(Beginning of TASK DATA)

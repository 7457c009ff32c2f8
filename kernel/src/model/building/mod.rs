pub mod event;

use chrono::{DateTime, Utc};

use crate::model::id::{BuildingId, FloorId};

#[derive(Debug, Clone)]
pub struct Building {
    pub id: BuildingId,
    pub name: String,
    pub address: String,
    pub created_at: DateTime<Utc>,
}

#[derive(Debug, Clone)]
pub struct Floor {
    pub id: FloorId,
    pub building_id: BuildingId,
    pub floor_number: i32,
    pub created_at: DateTime<Utc>,
}
use axum::routing::{delete, get, post, put};
use axum::Router;
use registry::AppRegistry;

use crate::handler::room::{delete_room, register_room, show_room, show_room_list, update_room};

pub fn build_room_routers() -> Router<AppRegistry> {
    let rooms_routers = Router::new()
        .route("/", post(register_room))
        .route("/", get(show_room_list))
        .route("/:room_id", get(show_room))
        .route("/:room_id", put(update_room))
        .route("/:room_id", delete(delete_room));

    Router::new().nest("/rooms", rooms_routers)
}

(End of TASK DATA)

> TASK STATEMENT: Each line that includes the string "AppRegistry" should be copied from the data.

> RESPONSE TO THIS TASK:
use registry::AppRegistry;
pub fn build_room_routers() -> Router<AppRegistry> {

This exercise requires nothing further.